* [HOW TO COMPLETE THIS TASK]
Repeat the listing below word for word, stopping after the line that contains "token closes both".

* [MATERIAL SUPPLIED]
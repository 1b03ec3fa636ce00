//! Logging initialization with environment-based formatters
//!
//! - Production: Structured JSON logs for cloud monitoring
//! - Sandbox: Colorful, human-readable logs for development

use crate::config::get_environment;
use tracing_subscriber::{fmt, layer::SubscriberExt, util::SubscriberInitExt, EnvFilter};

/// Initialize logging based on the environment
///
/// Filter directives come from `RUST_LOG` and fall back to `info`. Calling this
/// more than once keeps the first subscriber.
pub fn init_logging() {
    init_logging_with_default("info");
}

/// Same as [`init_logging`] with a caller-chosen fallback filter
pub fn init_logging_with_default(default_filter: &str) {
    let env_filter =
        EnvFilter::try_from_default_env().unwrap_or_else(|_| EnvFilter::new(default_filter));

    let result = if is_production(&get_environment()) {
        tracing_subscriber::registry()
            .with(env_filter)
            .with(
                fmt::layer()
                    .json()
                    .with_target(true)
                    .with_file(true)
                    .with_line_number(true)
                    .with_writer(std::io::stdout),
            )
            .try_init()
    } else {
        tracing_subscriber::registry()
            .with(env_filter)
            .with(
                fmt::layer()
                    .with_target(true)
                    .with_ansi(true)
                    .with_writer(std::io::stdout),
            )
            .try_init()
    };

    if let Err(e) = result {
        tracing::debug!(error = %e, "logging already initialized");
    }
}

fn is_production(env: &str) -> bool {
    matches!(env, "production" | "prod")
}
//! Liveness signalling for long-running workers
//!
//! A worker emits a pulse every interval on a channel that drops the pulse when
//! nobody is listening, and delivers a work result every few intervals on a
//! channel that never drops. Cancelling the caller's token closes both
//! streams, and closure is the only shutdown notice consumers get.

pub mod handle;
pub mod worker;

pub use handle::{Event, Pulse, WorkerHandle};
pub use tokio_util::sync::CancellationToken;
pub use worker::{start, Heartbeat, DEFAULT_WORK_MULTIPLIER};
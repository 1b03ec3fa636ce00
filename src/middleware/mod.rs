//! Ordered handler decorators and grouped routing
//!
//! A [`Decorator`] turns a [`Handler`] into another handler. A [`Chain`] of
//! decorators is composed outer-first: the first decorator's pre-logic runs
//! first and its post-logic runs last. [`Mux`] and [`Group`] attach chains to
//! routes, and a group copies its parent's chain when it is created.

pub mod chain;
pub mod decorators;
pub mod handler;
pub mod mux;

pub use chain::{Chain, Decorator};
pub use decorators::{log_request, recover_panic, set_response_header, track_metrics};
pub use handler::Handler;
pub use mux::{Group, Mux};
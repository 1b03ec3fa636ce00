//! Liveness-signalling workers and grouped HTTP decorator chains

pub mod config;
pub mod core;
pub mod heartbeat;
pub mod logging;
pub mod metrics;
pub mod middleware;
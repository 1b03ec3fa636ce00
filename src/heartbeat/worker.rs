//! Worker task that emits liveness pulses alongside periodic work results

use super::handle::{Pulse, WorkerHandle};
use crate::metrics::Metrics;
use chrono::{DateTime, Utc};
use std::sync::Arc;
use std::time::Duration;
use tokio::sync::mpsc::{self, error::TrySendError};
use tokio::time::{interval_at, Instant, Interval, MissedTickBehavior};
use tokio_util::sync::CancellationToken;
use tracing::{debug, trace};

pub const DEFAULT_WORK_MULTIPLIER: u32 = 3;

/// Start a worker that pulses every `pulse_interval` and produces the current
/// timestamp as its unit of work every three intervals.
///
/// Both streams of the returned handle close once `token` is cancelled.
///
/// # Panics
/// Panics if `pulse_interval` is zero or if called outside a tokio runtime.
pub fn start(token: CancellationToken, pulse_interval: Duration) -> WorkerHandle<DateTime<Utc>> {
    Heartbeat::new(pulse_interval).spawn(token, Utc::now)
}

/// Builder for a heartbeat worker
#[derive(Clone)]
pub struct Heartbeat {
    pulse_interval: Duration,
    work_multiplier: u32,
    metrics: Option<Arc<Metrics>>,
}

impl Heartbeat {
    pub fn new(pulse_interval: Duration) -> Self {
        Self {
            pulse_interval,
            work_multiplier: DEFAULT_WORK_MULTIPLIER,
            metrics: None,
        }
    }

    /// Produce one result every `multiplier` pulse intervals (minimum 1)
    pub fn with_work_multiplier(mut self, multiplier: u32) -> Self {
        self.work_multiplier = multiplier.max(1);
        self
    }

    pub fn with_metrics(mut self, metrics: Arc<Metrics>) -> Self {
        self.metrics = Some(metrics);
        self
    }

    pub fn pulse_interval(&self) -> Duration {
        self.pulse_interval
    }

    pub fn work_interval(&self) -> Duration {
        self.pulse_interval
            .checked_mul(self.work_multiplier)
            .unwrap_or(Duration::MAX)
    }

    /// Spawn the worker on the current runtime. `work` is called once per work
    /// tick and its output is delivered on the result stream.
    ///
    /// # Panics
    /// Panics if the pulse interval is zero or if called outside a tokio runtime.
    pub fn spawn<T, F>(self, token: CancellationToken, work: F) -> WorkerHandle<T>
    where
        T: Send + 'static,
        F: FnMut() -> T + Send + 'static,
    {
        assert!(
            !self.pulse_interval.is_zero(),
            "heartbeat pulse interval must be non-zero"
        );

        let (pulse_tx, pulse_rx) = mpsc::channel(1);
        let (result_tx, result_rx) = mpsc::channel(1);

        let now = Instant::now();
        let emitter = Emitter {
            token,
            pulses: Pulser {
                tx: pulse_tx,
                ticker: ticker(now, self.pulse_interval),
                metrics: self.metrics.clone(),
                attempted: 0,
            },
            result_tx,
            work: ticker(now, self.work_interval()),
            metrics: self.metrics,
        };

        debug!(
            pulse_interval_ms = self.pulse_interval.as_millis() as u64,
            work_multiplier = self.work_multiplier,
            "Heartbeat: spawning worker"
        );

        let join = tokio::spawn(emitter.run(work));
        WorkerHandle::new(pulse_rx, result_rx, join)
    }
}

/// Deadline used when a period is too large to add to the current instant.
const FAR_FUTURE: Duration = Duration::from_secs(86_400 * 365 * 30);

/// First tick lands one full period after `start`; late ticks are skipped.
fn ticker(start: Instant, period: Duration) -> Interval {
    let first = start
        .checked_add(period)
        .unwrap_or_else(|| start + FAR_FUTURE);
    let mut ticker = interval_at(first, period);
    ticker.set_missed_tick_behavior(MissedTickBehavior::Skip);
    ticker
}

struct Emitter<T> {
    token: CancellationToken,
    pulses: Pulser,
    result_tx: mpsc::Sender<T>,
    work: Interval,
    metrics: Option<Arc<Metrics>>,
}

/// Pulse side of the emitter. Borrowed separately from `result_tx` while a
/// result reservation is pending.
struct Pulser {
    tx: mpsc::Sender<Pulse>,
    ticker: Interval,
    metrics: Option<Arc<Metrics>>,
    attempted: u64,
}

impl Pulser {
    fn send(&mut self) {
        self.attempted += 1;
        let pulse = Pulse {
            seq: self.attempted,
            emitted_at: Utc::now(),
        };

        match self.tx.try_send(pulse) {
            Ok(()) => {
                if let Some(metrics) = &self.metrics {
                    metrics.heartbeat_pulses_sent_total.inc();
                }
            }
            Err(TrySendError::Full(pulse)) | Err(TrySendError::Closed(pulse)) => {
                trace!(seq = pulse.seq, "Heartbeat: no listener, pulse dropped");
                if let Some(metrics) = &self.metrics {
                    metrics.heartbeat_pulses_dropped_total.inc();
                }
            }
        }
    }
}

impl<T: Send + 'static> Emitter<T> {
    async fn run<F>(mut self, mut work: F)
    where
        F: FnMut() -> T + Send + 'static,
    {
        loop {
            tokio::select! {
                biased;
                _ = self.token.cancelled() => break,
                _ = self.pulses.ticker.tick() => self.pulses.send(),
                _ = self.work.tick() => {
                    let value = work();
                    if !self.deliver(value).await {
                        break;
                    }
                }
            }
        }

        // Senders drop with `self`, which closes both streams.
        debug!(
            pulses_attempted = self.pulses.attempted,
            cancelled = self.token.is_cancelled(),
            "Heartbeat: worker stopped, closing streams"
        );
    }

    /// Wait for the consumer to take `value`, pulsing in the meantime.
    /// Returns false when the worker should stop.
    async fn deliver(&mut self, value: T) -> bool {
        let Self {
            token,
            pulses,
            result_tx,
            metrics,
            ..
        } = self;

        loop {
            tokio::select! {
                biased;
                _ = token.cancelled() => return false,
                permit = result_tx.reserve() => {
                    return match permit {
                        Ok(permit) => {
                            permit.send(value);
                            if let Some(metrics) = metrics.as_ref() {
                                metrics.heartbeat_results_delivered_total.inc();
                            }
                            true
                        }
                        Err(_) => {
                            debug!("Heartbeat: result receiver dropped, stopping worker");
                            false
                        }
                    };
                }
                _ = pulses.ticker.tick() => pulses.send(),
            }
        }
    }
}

* [RESULT OF THIS TASK]
repository 1b03ec3fa636ce00
//! Logging initialization with environment-based formatters
//!
//! - Production: Structured JSON logs for cloud monitoring
//! - Sandbox: Colorful, human-readable logs for development

use crate::config::get_environment;
use tracing_subscriber::{fmt, layer::SubscriberExt, util::SubscriberInitExt, EnvFilter};

/// Initialize logging based on the environment
///
/// Filter directives come from `RUST_LOG` and fall back to `info`. Calling this
/// more than once keeps the first subscriber.
pub fn init_logging() {
    init_logging_with_default("info");
}

/// Same as [`init_logging`] with a caller-chosen fallback filter
pub fn init_logging_with_default(default_filter: &str) {
    let env_filter =
        EnvFilter::try_from_default_env().unwrap_or_else(|_| EnvFilter::new(default_filter));

    let result = if is_production(&get_environment()) {
        tracing_subscriber::registry()
            .with(env_filter)
            .with(
                fmt::layer()
                    .json()
                    .with_target(true)
                    .with_file(true)
                    .with_line_number(true)
                    .with_writer(std::io::stdout),
            )
            .try_init()
    } else {
        tracing_subscriber::registry()
            .with(env_filter)
            .with(
                fmt::layer()
                    .with_target(true)
                    .with_ansi(true)
                    .with_writer(std::io::stdout),
            )
            .try_init()
    };

    if let Err(e) = result {
        tracing::debug!(error = %e, "logging already initialized");
    }
}

fn is_production(env: &str) -> bool {
    matches!(env, "production" | "prod")
}
//! Liveness signalling for long-running workers
//!
//! A worker emits a pulse every interval on a channel that drops the pulse when
//! nobody is listening, and delivers a work result every few intervals on a
//! channel that never drops. Cancelling the caller's token closes both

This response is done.